Unlike the BBC test card—which could happily drone on indefinitely until blood started spurting from your ears, or, worse still, until Kissyfur came on—Alive On Departure displays a healthy sense of urgency throughout. Nipping through the whole repertoire in just over half an hour certainly doesn’t do anything to dispel this sense of nervous haste, leaving the aforementioned “Terrorvision” sounding like a veritable epic when it nudges over four minutes. All of which is tremendously beneficial to the implied thematic aesthetics of anxiety, misdirection and paranoia—delivered in short, sharp, individual blasts. You can forget about being given any breathing space between tracks.

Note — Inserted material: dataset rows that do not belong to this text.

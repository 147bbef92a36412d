//! Skill detail tooltip: selection state and viewport-clamped placement.

use log::debug;
use std::rc::Rc;

use crate::skills::{SkillCatalog, SkillDescriptor};

#[derive(Clone, Copy, Debug, Default, PartialEq)]
pub struct Point {
    pub x: f64,
    pub y: f64,
}

#[derive(Clone, Copy, Debug, Default, PartialEq)]
pub struct Size {
    pub width: f64,
    pub height: f64,
}

/// Horizontal extent and top edge of the visible page area, in the same
/// coordinate space as the click.
#[derive(Clone, Copy, Debug, PartialEq)]
pub struct Viewport {
    pub width: f64,
    pub top: f64,
}

#[derive(Clone, Copy, Debug, PartialEq)]
pub struct Spacing {
    /// Minimum distance from the viewport edges.
    pub margin: f64,
    /// Distance between the click point and the tooltip.
    pub gap: f64,
}

/// Centre the tooltip above the click, keep it inside the viewport
/// horizontally, and drop it below the click when there is no room above.
///
/// When the tooltip is wider than the viewport minus both margins, the left
/// margin wins.
pub fn place_tooltip(anchor: Point, size: Size, viewport: Viewport, spacing: Spacing) -> Point {
    let min_left = spacing.margin;
    let max_left = (viewport.width - size.width - spacing.margin).max(min_left);
    let left = (anchor.x - size.width / 2.0).clamp(min_left, max_left);

    let above = anchor.y - size.height - spacing.gap;
    let top = if above < viewport.top + spacing.margin {
        anchor.y + spacing.gap
    } else {
        above
    };

    Point { x: left, y: top }
}

#[derive(Clone, Debug, PartialEq)]
pub struct TooltipViewState {
    pub visible: bool,
    pub anchor: Point,
    pub position: Option<Point>,
    pub content: SkillDescriptor,
}

pub struct TooltipController {
    catalog: Rc<SkillCatalog>,
    labels: Vec<String>,
    active_item: Option<usize>,
    view: Option<TooltipViewState>,
    spacing: Spacing,
}

impl TooltipController {
    pub fn new(catalog: Rc<SkillCatalog>, labels: Vec<String>, spacing: Spacing) -> Self {
        Self {
            catalog,
            labels,
            active_item: None,
            view: None,
            spacing,
        }
    }

    /// Entries whose label has no descriptor never react to clicks.
    pub fn is_interactive(&self, item: usize) -> bool {
        self.labels
            .get(item)
            .is_some_and(|label| self.catalog.contains(label))
    }

    pub fn active_item(&self) -> Option<usize> {
        self.active_item
    }

    pub fn view(&self) -> Option<&TooltipViewState> {
        self.view.as_ref()
    }

    pub fn is_visible(&self) -> bool {
        self.view.as_ref().is_some_and(|view| view.visible)
    }

    /// Select `item` and load its descriptor. The tooltip stays hidden until
    /// [`TooltipController::place`] runs with the rendered size.
    pub fn open(&mut self, item: usize, anchor: Point) -> Option<&TooltipViewState> {
        let label = self.labels.get(item)?;
        let descriptor = self.catalog.get(label)?.clone();
        debug!("opening skill tooltip for {label}");

        self.active_item = Some(item);
        self.view = Some(TooltipViewState {
            visible: false,
            anchor,
            position: None,
            content: descriptor,
        });
        self.view.as_ref()
    }

    pub fn place(&mut self, size: Size, viewport: Viewport) -> Option<Point> {
        let spacing = self.spacing;
        let view = self.view.as_mut()?;
        let position = place_tooltip(view.anchor, size, viewport, spacing);
        view.position = Some(position);
        view.visible = true;
        Some(position)
    }

    /// Returns whether anything was showing or selected.
    pub fn dismiss(&mut self) -> bool {
        let changed = self.view.is_some() || self.active_item.is_some();
        self.view = None;
        self.active_item = None;
        changed
    }

    pub fn on_document_click(&mut self, inside_skill_or_tooltip: bool) -> bool {
        if inside_skill_or_tooltip {
            return false;
        }
        self.dismiss()
    }

    pub fn on_scroll(&mut self) -> bool {
        self.dismiss()
    }
}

Raggedy-jaggedy guitars abound, refusing to settle on any particular chord or note for any length of time before flitting off to the next like twitchy butterflies. Manic keyboard lines strive for the same kind of intensity that propelled much of Magazine’s Real Life to stratospheres of greatness, hitting more often than they miss. And sing-out-loud moments appear with pleasing regularity, ranging from the exciting Supervillain potential of “Dr Glass” (‘Theeeey caaaall hiiim glaaaasss’) to the slightly perplexing refrain embedded in “Style Over Substance Abuse,” which sounds entirely too much like ‘haemorrhoids’ to me. Or ‘henna eyes.’ Um .. because that would make more sense, somehow.

“Working Class Zero” rightly eschews percussion as the tool of bourgeois oppressors, choosing instead to march on the Winter Palace and declare that the means of producing fuzzed-out feedback are now in safe hands. The furthest departure, however, is saved for a surprise twist ending. “Hearing is Disbelieving” rigorously examines the universal rule of accordions, confirming that, yes, using one will inevitably make your tune sound like a drunken pirate swagger. No bad thing in my book—just take any number of jaunty zombie ruffians from Monkey Island II as your reference point. Sailors of the damned, rejoice!

Rejoice indeed. It’s nervy, it’s speedy. It’s a swift slap to the chops combined with the underlying fear that your attacker has a deadly skin-transferred virus. It’s not just alive on departure, it’s positively kicking.